Castro Verde, 7  de Outubro de 1976

Exmo. Senhor

Comissário Norberto  Marques Lopes

Rua Prudêncio da Trindade, 19- 1º

ERICEIRA

Em primeiro lugar não se deve admirar de eu, desta vez, lhe escrever à máquina. Faço-o, principalmente, por dois motivos que reputo de grande interesse: primeiro, para que leia e compreenda todas as palavras nela vão escritas;  segundo, para eu ficar com uma cópia da mesma a fim de, mais tarde, ter presente as razões que levaram a escrever-lha.
Registemos os factos.

Quando o senhor (e família) deixou L. Marques e partiu para Portugal, em gozo de férias, pediu-me o especial favor de olhar pela sua casa, de lhe pagar a água, a luz e o telefone e além de 1.000$00 que me deixou no aeroporto, deixou-me também a caderneta da Caixa Económica com o depósito de uma centena de escudos.

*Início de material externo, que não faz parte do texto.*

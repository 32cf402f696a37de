//! Per-agent statistics table parser
//!
//! Turns the rows of a profile's stats table into [`StatRecord`]s.
//! Cells are read by fixed position; the layout below mirrors the table
//! as the site publishes it today.

use scraper::{ElementRef, Html, Selector};
use tracing::debug;

use crate::error::{Result, VlrError};
use crate::types::{StatRecord, UNKNOWN};

/// Column positions inside a stats row
pub mod column {
    pub const AGENT: usize = 0;
    pub const USAGE: usize = 1;
    pub const ROUNDS_PLAYED: usize = 2;
    pub const RATING: usize = 3;
    pub const ACS: usize = 4;
    pub const KD: usize = 5;
    pub const ADR: usize = 6;
    pub const KAST: usize = 7;
    pub const KPR: usize = 8;
    pub const APR: usize = 9;
    pub const FIRST_KILLS_PER_ROUND: usize = 10;
    pub const FIRST_DEATHS_PER_ROUND: usize = 11;
    pub const KILLS: usize = 12;
    pub const DEATHS: usize = 13;
    pub const ASSISTS: usize = 14;
    pub const FIRST_KILLS: usize = 15;
    pub const FIRST_DEATHS: usize = 16;
}

/// Cells every qualifying row must carry
pub const COLUMN_COUNT: usize = 17;

/// Rows with fewer cells are not stats rows (spacers, headers)
const MIN_CELLS: usize = 2;

/// Parses the rows of a stats table element
///
/// # Arguments
/// * `table` - The `<table>` element
///
/// # Returns
/// One record per qualifying body row, in document order
///
/// # Errors
/// Returns `MalformedRow` if a row has at least two cells but fewer than
/// [`COLUMN_COUNT`]. One bad row fails the whole table.
pub fn parse_stats_table(table: &ElementRef) -> Result<Vec<StatRecord>> {
    let mut records = Vec::new();

    // Only this table's own body rows; tables nested in a cell are content
    let rows = child_elements(*table, "tbody").flat_map(|body| child_elements(body, "tr"));

    for (index, row) in rows.enumerate() {
        let cells: Vec<ElementRef> = child_elements(row, "td").collect();

        if cells.len() < MIN_CELLS {
            debug!(row = index, cells = cells.len(), "skipping row without stats");
            continue;
        }

        records.push(parse_row(index, &cells)?);
    }

    Ok(records)
}

/// Parses a stats table given as an HTML fragment
///
/// Accepts a whole `<table>`, a `<tbody>` or bare `<tr>` rows.
///
/// # Example
/// ```
/// use vlrstats_core::extract_stat_records;
/// let records = extract_stat_records("<tr><td>spacer</td></tr>").unwrap();
/// assert!(records.is_empty());
/// ```
pub fn extract_stat_records(fragment: &str) -> Result<Vec<StatRecord>> {
    // Rows outside a table are dropped by the HTML parser, so wrap them
    let html = if fragment.contains("<table") {
        fragment.to_string()
    } else {
        format!("<table>{}</table>", fragment)
    };
    let document = Html::parse_fragment(&html);

    let table_selector = Selector::parse("table")
        .map_err(|e| VlrError::ParseError(format!("Invalid selector: {:?}", e)))?;
    let table = document
        .select(&table_selector)
        .next()
        .ok_or_else(|| VlrError::ElementNotFound("table".to_string()))?;

    parse_stats_table(&table)
}

/// Direct element children with the given tag name
fn child_elements<'a>(
    parent: ElementRef<'a>,
    tag: &'static str,
) -> impl Iterator<Item = ElementRef<'a>> {
    parent
        .children()
        .filter_map(ElementRef::wrap)
        .filter(move |el| el.value().name() == tag)
}

fn parse_row(index: usize, cells: &[ElementRef]) -> Result<StatRecord> {
    if cells.len() < COLUMN_COUNT {
        return Err(VlrError::MalformedRow {
            row: index,
            found: cells.len(),
        });
    }

    let text = |col: usize| cell_text(&cells[col]);

    Ok(StatRecord {
        agent: agent_name(&cells[column::AGENT]),
        usage: text(column::USAGE),
        rounds_played: text(column::ROUNDS_PLAYED),
        rating: text(column::RATING),
        acs: text(column::ACS),
        kd: text(column::KD),
        adr: text(column::ADR),
        kast: text(column::KAST),
        kpr: text(column::KPR),
        apr: text(column::APR),
        first_kills_per_round: text(column::FIRST_KILLS_PER_ROUND),
        first_deaths_per_round: text(column::FIRST_DEATHS_PER_ROUND),
        kills: text(column::KILLS),
        deaths: text(column::DEATHS),
        assists: text(column::ASSISTS),
        first_kills: text(column::FIRST_KILLS),
        first_deaths: text(column::FIRST_DEATHS),
    })
}

/// Agent name from the icon's alt text
fn agent_name(cell: &ElementRef) -> String {
    let Ok(img_selector) = Selector::parse("img") else {
        return UNKNOWN.to_string();
    };

    cell.select(&img_selector)
        .next()
        .and_then(|img| img.value().attr("alt"))
        .map(|alt| alt.trim().to_string())
        .unwrap_or_else(|| UNKNOWN.to_string())
}

fn cell_text(cell: &ElementRef) -> String {
    cell.text().collect::<String>().trim().to_string()
}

Além disso deixou-me uma cambial de 12.000$00, cujo quantitativo não tinha e eu ofereci-me para lho emprestar, sendo a transferência feita através do B.N.U. com a ajuda do Tó Vieira, como sabe.

Eu fiquei também com uma procuração sua para poder receber na P.S.P. os seus vencimentos, o que nunca veio a acontecer, visto o seu processo ter sido transferido para Portugal e, como tal, o senhor recebê-los cá. Também me foi pedido para colher nos Serviços de Emigração a autorização que o senhor solicitou para permanecer mais de 90 dias fora do país, sem perder a residência. O que eu fiz. Logo que foi dada tal autorização, e depois de perder tempo e descanso nas bichas que então se formavam nos Serviços Púbicos de Moçambique, fui solícito em mandar-lhe um telegrama que me custou 90$00, que não debitei porque julgava eu, se tratava de uma obrigação de amigos.

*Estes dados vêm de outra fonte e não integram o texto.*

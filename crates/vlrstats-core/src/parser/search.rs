//! Search results parser for vlr.gg
//!
//! Extracts the first player link from a search results page.

use scraper::{Html, Selector};

use crate::error::{Result, VlrError};

/// Parses a search results page and returns the first result's href
///
/// # Arguments
/// * `html` - Raw HTML string from the search page
///
/// # Returns
/// `Some(href)` (usually relative, e.g. `/player/9/tenz`) or `None`
/// if the page lists no results
///
/// # Errors
/// Returns `ElementNotFound` if the first result carries no usable href
pub fn parse_player_link(html: &str) -> Result<Option<String>> {
    let document = Html::parse_document(html);

    let link_selector = Selector::parse("a.search-item")
        .map_err(|e| VlrError::ParseError(format!("Invalid selector: {:?}", e)))?;

    let Some(link) = document.select(&link_selector).next() else {
        return Ok(None);
    };

    match link.value().attr("href").map(str::trim) {
        Some(href) if !href.is_empty() => Ok(Some(href.to_string())),
        _ => Err(VlrError::ElementNotFound(
            "href on a.search-item".to_string(),
        )),
    }
}
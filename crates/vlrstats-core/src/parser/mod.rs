//! HTML parsers for vlr.gg
//!
//! Contains modules for parsing different page types.

pub mod profile;
pub mod search;
pub mod stats;

pub use profile::parse_player_profile;
pub use search::parse_player_link;
pub use stats::{COLUMN_COUNT, extract_stat_records, parse_stats_table};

Tudo isso eu fiz porque os meus «amigos» me pediram, recordam-se? Não. Não se recordam. Como amigos talvez se recordassem. Mas habituados como estavam a serem patrões que julgam ter criados para tudo, esqueceram depressa.

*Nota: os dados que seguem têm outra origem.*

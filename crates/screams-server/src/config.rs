//! Runtime configuration: an optional TOML file layered with `SCREAMS_*`
//! environment variables.

use std::path::{Path, PathBuf};

use anyhow::Context as _;
use serde::Deserialize;

#[derive(Debug, Clone, Deserialize)]
pub struct ServerConfig {
  #[serde(default = "default_host")]
  pub host:       String,
  #[serde(default = "default_port")]
  pub port:       u16,
  #[serde(default = "default_store_path")]
  pub store_path: PathBuf,
}

fn default_host() -> String { "127.0.0.1".to_string() }

fn default_port() -> u16 { 8080 }

fn default_store_path() -> PathBuf { PathBuf::from("screams.db") }

impl ServerConfig {
  /// Read `path` (if it exists) and the environment.
  pub fn load(path: &Path) -> anyhow::Result<Self> {
    let settings = config::Config::builder()
      .add_source(config::File::from(path).required(false))
      .add_source(config::Environment::with_prefix("SCREAMS"))
      .build()
      .context("failed to read config file")?;

    let mut cfg: ServerConfig = settings
      .try_deserialize()
      .context("failed to deserialise ServerConfig")?;
    cfg.store_path = expand_tilde(&cfg.store_path);
    Ok(cfg)
  }

  pub fn address(&self) -> String { format!("{}:{}", self.host, self.port) }
}

/// Expand a leading `~` to the user's home directory.
fn expand_tilde(path: &Path) -> PathBuf {
  let s = path.to_string_lossy();
  if let Some(rest) = s.strip_prefix("~/")
    && let Ok(home) = std::env::var("HOME")
  {
    return PathBuf::from(home).join(rest);
  }
  path.to_path_buf()
}
//! screams-server binary.
//!
//! Reads `config.toml` (or the path specified with `--config`), opens the
//! SQLite store, and serves the Screams JSON API over HTTP.
//!
//! # Adding a user
//!
//! ```text
//! cargo run -p screams-server -- add-user alice
//! ```

mod config;

use std::{io::BufRead as _, sync::Arc};

use anyhow::Context as _;
use argon2::{Argon2, PasswordHasher, password_hash::SaltString};
use clap::{Parser, Subcommand};
use rand_core::OsRng;
use screams_core::store::ScreamStore as _;
use screams_store_sqlite::SqliteStore;
use tokio::net::TcpListener;
use tower_http::trace::TraceLayer;
use tracing::level_filters::LevelFilter;
use tracing_subscriber::EnvFilter;

use crate::config::ServerConfig;

#[derive(Parser)]
#[command(author, version, about = "Screams API server")]
struct Cli {
  /// Path to the TOML configuration file.
  #[arg(short, long, default_value = "config.toml")]
  config: std::path::PathBuf,

  #[command(subcommand)]
  command: Option<Command>,
}

#[derive(Subcommand)]
enum Command {
  /// Serve the HTTP API (the default).
  Serve,
  /// Register a user. The password is read from stdin.
  AddUser {
    display_name: String,
  },
}

#[tokio::main]
async fn main() -> anyhow::Result<()> {
  tracing_subscriber::fmt()
    .with_env_filter(
      EnvFilter::builder()
        .with_default_directive(LevelFilter::INFO.into())
        .from_env_lossy(),
    )
    .init();

  let cli = Cli::parse();
  let cfg = ServerConfig::load(&cli.config)?;

  let store = SqliteStore::open(&cfg.store_path)
    .await
    .with_context(|| format!("failed to open store at {:?}", cfg.store_path))?;

  match cli.command.unwrap_or(Command::Serve) {
    Command::Serve => serve(&cfg, store).await,
    Command::AddUser { display_name } => add_user(&store, &display_name).await,
  }
}

async fn serve(cfg: &ServerConfig, store: SqliteStore) -> anyhow::Result<()> {
  let app = screams_api::api_router(Arc::new(store)).layer(TraceLayer::new_for_http());
  let address = cfg.address();

  tracing::info!("Listening on http://{address}");
  let listener = TcpListener::bind(&address)
    .await
    .with_context(|| format!("failed to bind {address}"))?;

  axum::serve(listener, app).await.context("server error")?;

  Ok(())
}

async fn add_user(store: &SqliteStore, display_name: &str) -> anyhow::Result<()> {
  let password = read_password()?;
  anyhow::ensure!(!password.is_empty(), "password must not be empty");

  let salt = SaltString::generate(&mut OsRng);
  let hash = Argon2::default()
    .hash_password(password.as_bytes(), &salt)
    .map_err(|e| anyhow::anyhow!("argon2 error: {e}"))?
    .to_string();

  let profile = store
    .add_user(display_name, &hash)
    .await
    .with_context(|| format!("failed to add user {display_name:?}"))?;

  println!("added {} (user id {})", profile.display_name, profile.user_id);
  Ok(())
}

/// Read a single line from stdin.
fn read_password() -> anyhow::Result<String> {
  use std::io::{self, Write as _};
  print!("Password: ");
  io::stdout().flush().ok();
  let mut line = String::new();
  io::stdin().lock().read_line(&mut line)?;
  Ok(line.trim_end_matches(['\n', '\r']).to_string())
}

E esqueceram depressa,  porque, entretanto, resolveram mudar o rumo à vossa vida, que foi de não regressarem a Moçambique, como ficara planeado. Por minha parte, e por coincidência, também eu resolvi não ficar. Comuniquei-lhes que tencionava regressar e recebi de si ordens para entregar as chaves da sua casa ao vizinho do lado, o que fiz de facto.

Estando as coisas neste pé, o senhor manda-me o bilhete de passagem do Lino para eu resgatar o reembolso correspondente ao não regresso dele. Note-se que não me mandou o da sua esposa, certamente por não ter ainda decidido concretamente se ela regressaria ou não. Não me foi possível reaver esse dinheiro, que, aliás, não chegava para amortizar o seu débito, por razões que na altura apontei e agora repito: não seria reembolsado a curto prazo e eu estava em vésperas de regressar. Foi assim que me informaram nos serviços e foi assim que o informei.

Teria muita coisa a dizer, adjectivando, devidamente, a sua atitude de querer saldar, em Portugal, uma conta com um cheque a cobrar em Moçambique, quando na prática, e devido à impossibilidade do seu reembolso, isso equivaler a não pagar. Por assim ser, e para que não fique na dúvida quanto aos seus propósitos, resta-me devolver-lhe o cheque e desejar-lhe que com esse dinheiro se divirta e beba, à minha custa, umas cervejas, como costume seu, no R. Oriental.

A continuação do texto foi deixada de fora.